The theme of the discussion was veterans, young and old, and veterans' families are not receiving the help they need with health care and adjusting from military life to civilian life.

One veteran said veterans and their families find it difficult to use TRICARE services, a military health care system, in West Virginia because many physicians and hospitals are not part of the network and do not accept it.

The solution to the issue, Clinton said, is to have more VA hospitals available to veterans in rural areas and to update and modernize the TRICARE system.

Clinton also said another problem with TRICARE is it lacks medical records for service members and veterans for a few reasons. Some medical records are lost when troops are attacked.

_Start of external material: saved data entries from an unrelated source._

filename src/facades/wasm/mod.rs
pub mod client;
pub mod notification;

pub use client::PushNotificationIOS;
pub use notification::PushNotificationHandle;
pub mod client;

pub use client::PushNotificationClient;
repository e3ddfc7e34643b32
use crate::domain::error::PushError;
use crate::domain::notification::{DeliveredNotification, FetchResult};
use crate::domain::permissions::{Permissions, RequestedPermissions};
use crate::domain::request::{LocalNotificationDetails, NotificationCategory, OutboundRequest};
use async_trait::async_trait;
use serde_json::{Map, Value};

/// Callback invoked by the transport with the raw payload of one emitted event.
pub type EventCallback = Box<dyn Fn(Value)>;

/// A live subscription to one transport event channel.
pub trait SubscriptionHandle {
    /// Detaches the callback from the channel. Calling it again has no effect.
    fn remove(&self);
}

/// The native notification bridge.
///
/// Fire-and-forget calls return nothing; queries are single-shot futures that
/// resolve exactly once. Rejections surface as [`PushError::TransportRejection`].
#[async_trait(?Send)]
pub trait TransportPort {
    /// Subscribes `callback` to `event_name`. Fails when the bridge refuses the subscription.
    fn add_listener(
        &self,
        event_name: &str,
        callback: EventCallback,
    ) -> Result<Box<dyn SubscriptionHandle>, PushError>;

    fn add_notification_request(&self, request: &OutboundRequest);

    fn set_notification_categories(&self, categories: &[NotificationCategory]);

    fn present_local_notification(&self, details: &LocalNotificationDetails);

    fn schedule_local_notification(&self, details: &LocalNotificationDetails);

    fn cancel_all_local_notifications(&self);

    fn cancel_local_notifications(&self, user_info: &Map<String, Value>);

    fn remove_all_pending_notification_requests(&self);

    fn remove_pending_notification_requests(&self, identifiers: &[String]);

    fn remove_all_delivered_notifications(&self);

    fn remove_delivered_notifications(&self, identifiers: &[String]);

    fn set_application_icon_badge_number(&self, number: i64);

    fn abandon_permissions(&self);

    fn on_finish_remote_notification(&self, notification_id: &str, fetch_result: FetchResult);

    async fn request_permissions(
        &self,
        requested: &RequestedPermissions,
    ) -> Result<Permissions, PushError>;

    async fn check_permissions(&self) -> Result<Permissions, PushError>;

    /// Raw payload of the notification that launched the app, if any.
    async fn get_initial_notification(&self) -> Result<Option<Value>, PushError>;

    async fn get_delivered_notifications(&self) -> Result<Vec<DeliveredNotification>, PushError>;

    async fn get_pending_notification_requests(&self) -> Result<Vec<Value>, PushError>;

    async fn get_scheduled_local_notifications(&self) -> Result<Vec<Value>, PushError>;

    async fn get_application_icon_badge_number(&self) -> Result<i64, PushError>;
}
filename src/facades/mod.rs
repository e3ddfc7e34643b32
pub mod native;

#[cfg(target_arch = "wasm32")]
pub mod wasm;
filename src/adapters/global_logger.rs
/// Global logger instance - automatically selects implementation based on build target.
///
/// The correct implementation is selected at compile time based on the target architecture.
use crate::ports::LoggerPort;
use once_cell::sync::Lazy;

#[cfg(target_arch = "wasm32")]
use crate::adapters::wasm::ConsoleLogger;
#[cfg(not(target_arch = "wasm32"))]
use crate::adapters::native::ConsoleLogger;

static LOGGER: Lazy<ConsoleLogger> = Lazy::new(ConsoleLogger::new);

/// Get the global logger instance.
#[inline]
pub fn logger() -> &'static dyn LoggerPort {
    &*LOGGER
}
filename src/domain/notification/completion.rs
use super::types::{FetchResult, Notification};
use crate::domain::error::PushError;

impl Notification {
    /// Whether a call to [`Notification::finish`] would still reach the transport.
    pub fn awaits_completion(&self) -> bool {
        self.is_remote && self.notification_id.is_some() && !self.completion_called.get()
    }

    /// Acknowledges background fetch work triggered by this remote notification.
    ///
    /// Only the first call on a remote notification carrying an id reaches the
    /// transport; local notifications and repeated calls are ignored.
    pub fn finish(&self, fetch_result: FetchResult) -> Result<(), PushError> {
        let notification_id = match self.notification_id.as_deref() {
            Some(id) if self.awaits_completion() => id,
            _ => return Ok(()),
        };
        self.completion_called.set(true);

        let transport = self
            .platform
            .as_ref()
            .ok_or(PushError::TransportUnavailable)?
            .transport()?;
        transport.on_finish_remote_notification(notification_id, fetch_result);
        Ok(())
    }
}
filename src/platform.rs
/// Platform - Dependency injection container for all ports.
///
/// Hybrid approach:
/// - Stateless ports: `&'static` references (zero-cost)
/// - Stateful ports: `Rc<dyn Trait>` (everything runs on the host's event thread)
use crate::domain::error::PushError;
use crate::ports::{LoggerPort, TransportPort};
use std::fmt;
use std::rc::Rc;

#[derive(Clone)]
pub struct Platform {
    logger: &'static dyn LoggerPort,
    transport: Option<Rc<dyn TransportPort>>,
}

impl Platform {
    /// Creates a Platform with the default logger and no transport attached.
    pub fn new() -> Self {
        Self {
            logger: crate::adapters::logger(),
            transport: None,
        }
    }

    pub fn with_transport(transport: Rc<dyn TransportPort>) -> Self {
        Self {
            logger: crate::adapters::logger(),
            transport: Some(transport),
        }
    }

    #[inline]
    pub fn logger(&self) -> &'static dyn LoggerPort {
        self.logger
    }

    /// The native bridge, or [`PushError::TransportUnavailable`] when none is attached.
    pub fn transport(&self) -> Result<Rc<dyn TransportPort>, PushError> {
        self.transport
            .clone()
            .ok_or(PushError::TransportUnavailable)
    }

    pub fn has_transport(&self) -> bool {
        self.transport.is_some()
    }
}

impl Default for Platform {
    fn default() -> Self {
        Self::new()
    }
}

impl fmt::Debug for Platform {
    fn fmt(&self, f: &mut fmt::Formatter<'_>) -> fmt::Result {
        f.debug_struct("Platform")
            .field("has_transport", &self.has_transport())
            .finish()
    }
}

#[cfg(test)]
mod tests {
    use super::*;
    use crate::adapters::native::LoopbackTransport;

    #[test]
    fn test_platform_creation() {
        let platform = Platform::new();
        platform.logger().log("test");
        assert!(!platform.has_transport());
    }

    #[test]
    fn test_platform_without_transport_is_unavailable() {
        let platform = Platform::default();
        assert!(matches!(
            platform.transport(),
            Err(PushError::TransportUnavailable)
        ));
    }

    #[test]
    fn test_platform_clone_shares_transport() {
        let platform = Platform::with_transport(Rc::new(LoopbackTransport::new()));
        let cloned = platform.clone();
        assert!(cloned.has_transport());
        assert!(cloned.transport().is_ok());
    }

    #[test]
    fn test_platform_logger_access() {
        let platform = Platform::new();
        let logger = platform.logger();
        logger.log("test 1");
        logger.warn("test 2");
        logger.error("test 3");
    }
}
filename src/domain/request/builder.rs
use super::types::{FireDate, NotificationRequest, OutboundRequest};
use chrono::SecondsFormat;

/// Renders a fire date the way the notification center expects it.
pub fn fire_date_to_wire(fire_date: FireDate) -> String {
    match fire_date {
        FireDate::Date(date) => date.to_rfc3339_opts(SecondsFormat::Millis, true),
        FireDate::Text(text) => text,
    }
}

/// Normalizes a request for the transport.
///
/// Structured dates become ISO-8601 strings, a missing fire date stays absent
/// (immediate delivery) and `repeatsComponent` is always present. `repeats`
/// without a fire date is forwarded as-is; the platform decides what it means.
pub fn build_notification_request(request: NotificationRequest) -> OutboundRequest {
    OutboundRequest {
        id: request.id,
        title: request.title,
        subtitle: request.subtitle,
        body: request.body,
        badge: request.badge,
        sound: request.sound,
        category: request.category,
        thread_id: request.thread_id,
        fire_date: request.fire_date.map(fire_date_to_wire),
        repeats: request.repeats,
        repeats_component: request.repeats_component.unwrap_or_default(),
        is_silent: request.is_silent,
        is_critical: request.is_critical,
        critical_sound_volume: request.critical_sound_volume,
        user_info: request.user_info,
    }
}

#[cfg(test)]
mod tests {
    use super::*;
    use crate::domain::request::RepeatsComponent;
    use chrono::{TimeZone, Utc};
    use serde_json::json;

    #[test]
    fn test_structured_fire_date_becomes_iso_string() {
        let date = Utc.with_ymd_and_hms(2024, 3, 9, 8, 30, 0).unwrap();
        let mut request = NotificationRequest::new("x");
        request.body = Some("hi".to_string());
        request.fire_date = Some(FireDate::Date(date));

        let outbound = build_notification_request(request);

        assert_eq!(outbound.fire_date.as_deref(), Some("2024-03-09T08:30:00.000Z"));
        assert_eq!(
            serde_json::to_value(&outbound).unwrap(),
            json!({
                "id": "x",
                "body": "hi",
                "fireDate": "2024-03-09T08:30:00.000Z",
                "repeatsComponent": {}
            })
        );
    }

    #[test]
    fn test_string_fire_date_is_forwarded_verbatim() {
        let mut request = NotificationRequest::new("x");
        request.fire_date = Some(FireDate::from("2030-01-01T00:00:00Z"));

        let outbound = build_notification_request(request);

        assert_eq!(outbound.fire_date.as_deref(), Some("2030-01-01T00:00:00Z"));
    }

    #[test]
    fn test_missing_fire_date_is_not_serialized() {
        let outbound = build_notification_request(NotificationRequest::new("now"));
        let wire = serde_json::to_value(&outbound).unwrap();

        assert!(wire.get("fireDate").is_none());
        assert_eq!(wire.get("repeatsComponent"), Some(&json!({})));
    }

    #[test]
    fn test_repeats_component_is_kept() {
        let mut request = NotificationRequest::new("daily");
        request.repeats = Some(true);
        request.repeats_component = Some(RepeatsComponent {
            hour: Some(true),
            minute: Some(true),
            ..RepeatsComponent::default()
        });

        let wire = serde_json::to_value(build_notification_request(request)).unwrap();

        assert_eq!(wire["repeats"], json!(true));
        assert_eq!(wire["repeatsComponent"], json!({"hour": true, "minute": true}));
    }

    #[test]
    fn test_repeats_without_fire_date_is_not_rejected() {
        let mut request = NotificationRequest::new("loose");
        request.repeats = Some(true);

        let outbound = build_notification_request(request);

        assert_eq!(outbound.repeats, Some(true));
        assert_eq!(outbound.fire_date, None);
    }

    #[test]
    fn test_wire_field_names() {
        let mut request = NotificationRequest::new("critical");
        request.thread_id = Some("t".to_string());
        request.is_critical = Some(true);
        request.critical_sound_volume = Some(0.5);
        request.is_silent = Some(false);

        let wire = serde_json::to_value(build_notification_request(request)).unwrap();

        assert_eq!(wire["threadId"], json!("t"));
        assert_eq!(wire["isCritical"], json!(true));
        assert_eq!(wire["criticalSoundVolume"], json!(0.5));
        assert_eq!(wire["isSilent"], json!(false));
    }
}
use super::types::{Alert, Notification};
use serde_json::{Map, Value};
use std::cell::Cell;

/// Key of the platform push metadata dictionary in remote payloads.
pub const APS_KEY: &str = "aps";

fn string_field(map: &Map<String, Value>, key: &str) -> Option<String> {
    map.get(key).and_then(Value::as_str).map(str::to_owned)
}

fn integer_field(map: &Map<String, Value>, key: &str) -> Option<i64> {
    map.get(key).and_then(Value::as_i64)
}

fn alert_field(map: &Map<String, Value>, key: &str) -> Option<Alert> {
    match map.get(key)? {
        Value::String(text) => Some(Alert::Text(text.clone())),
        Value::Object(fields) => Some(Alert::Structured(fields.clone())),
        _ => None,
    }
}

fn content_available_field(map: &Map<String, Value>) -> Option<u8> {
    map.get("content-available")
        .and_then(Value::as_u64)
        .and_then(|value| u8::try_from(value).ok())
}

/// Builds a [`Notification`] from the raw payload handed over by the transport.
///
/// `remote: true` selects the `aps` branch: known metadata comes out of the `aps`
/// dictionary and every other top-level key lands in `data`. Anything else is
/// read as a flat local notification with `userInfo` as its data.
pub fn notification_from_payload(payload: &Value) -> Notification {
    let empty = Map::new();
    let fields = payload.as_object().unwrap_or(&empty);

    let is_remote = fields
        .get("remote")
        .and_then(Value::as_bool)
        .unwrap_or(false);

    let mut notification = Notification {
        is_remote,
        notification_id: None,
        alert: None,
        title: None,
        subtitle: None,
        sound: None,
        category: None,
        thread_id: None,
        badge_count: None,
        content_available: None,
        fire_date: None,
        data: Map::new(),
        action_identifier: string_field(fields, "actionIdentifier"),
        user_text: string_field(fields, "userText"),
        completion_called: Cell::new(false),
        platform: None,
    };

    if is_remote {
        read_remote_fields(&mut notification, fields);
    } else {
        read_local_fields(&mut notification, fields);
    }

    notification
}

fn read_remote_fields(notification: &mut Notification, fields: &Map<String, Value>) {
    notification.notification_id = string_field(fields, "notificationId");

    if let Some(aps) = fields.get(APS_KEY).and_then(Value::as_object) {
        notification.alert = alert_field(aps, "alert");
        notification.title = string_field(aps, "alertTitle");
        notification.subtitle = string_field(aps, "subtitle");
        notification.sound = string_field(aps, "sound");
        notification.badge_count = integer_field(aps, "badge");
        notification.category = string_field(aps, "category");
        notification.content_available = content_available_field(aps);
        notification.thread_id = string_field(aps, "thread-id");
        notification.fire_date = string_field(aps, "fireDate");
    }

    notification.data = fields
        .iter()
        .filter(|(key, _)| key.as_str() != APS_KEY)
        .map(|(key, value)| (key.clone(), value.clone()))
        .collect();
}

fn read_local_fields(notification: &mut Notification, fields: &Map<String, Value>) {
    // `applicationIconBadgeNumber` and `soundName` are the legacy local-notification names.
    notification.badge_count =
        integer_field(fields, "badge").or_else(|| integer_field(fields, "applicationIconBadgeNumber"));
    notification.sound =
        string_field(fields, "sound").or_else(|| string_field(fields, "soundName"));
    notification.alert = string_field(fields, "body").map(Alert::Text);
    notification.title = string_field(fields, "title");
    notification.subtitle = string_field(fields, "subtitle");
    notification.thread_id = string_field(fields, "thread-id");
    notification.category = string_field(fields, "category");
    notification.fire_date = string_field(fields, "fireDate");
    notification.data = fields
        .get("userInfo")
        .and_then(Value::as_object)
        .cloned()
        .unwrap_or_default();
}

Some medical records are also unknown because veterans do not know their medical history due to the trauma they suffer.

Inefficiency with the TRICARE system has also been an issue, Clinton said.

Many veterans suffer from post-traumatic stress disorder, making it difficult for them to adjust to civilian life.

About 200,000 veterans become homeless, and many are jobless, Clinton said.

The American people have a responsibility to the service members and veterans, Clinton said.

"When someone signs up to serve our country," Clinton said, "we all sign up to serve that person."

Another problem discussed was the slow response to disability claims of veterans.

About 400,000 disability claims need to be addressed, Clinton said.

Other issues discussed were the need for universal health care and the plan to withdraw troops from Iraq if Clinton is elected president.

Clinton said with the Iraq war, the military has been exhausted and money being spent in Iraq could be better spent elsewhere such as improving infrastructure within the state.

Clinton said many of the problems Americans are facing now result from decisions made by the Bush Administration.

"We will see the end of the Bush administration, thankfully," Clinton said. "I think you will all agree we are anxiously awaiting that moment."

However, Clinton said a change in presidency is not the only change necessary, but also a change in bureaucracies.

Clinton said America needs a change in attitude, taking on the idea Americans need to roll up their sleeves and do the work together.

Marshall University sophomore biology major Alyson Altzer and junior legal studies major Matt Natney, both from Williamson, W.Va., are Clinton supporters who attended the event.

Altzer and Natney said they liked Clinton because she has experience and good ideas. They also support her because she addresses issues important to West Virginians.

"She handles a lot of issues that are close to home," Natney said.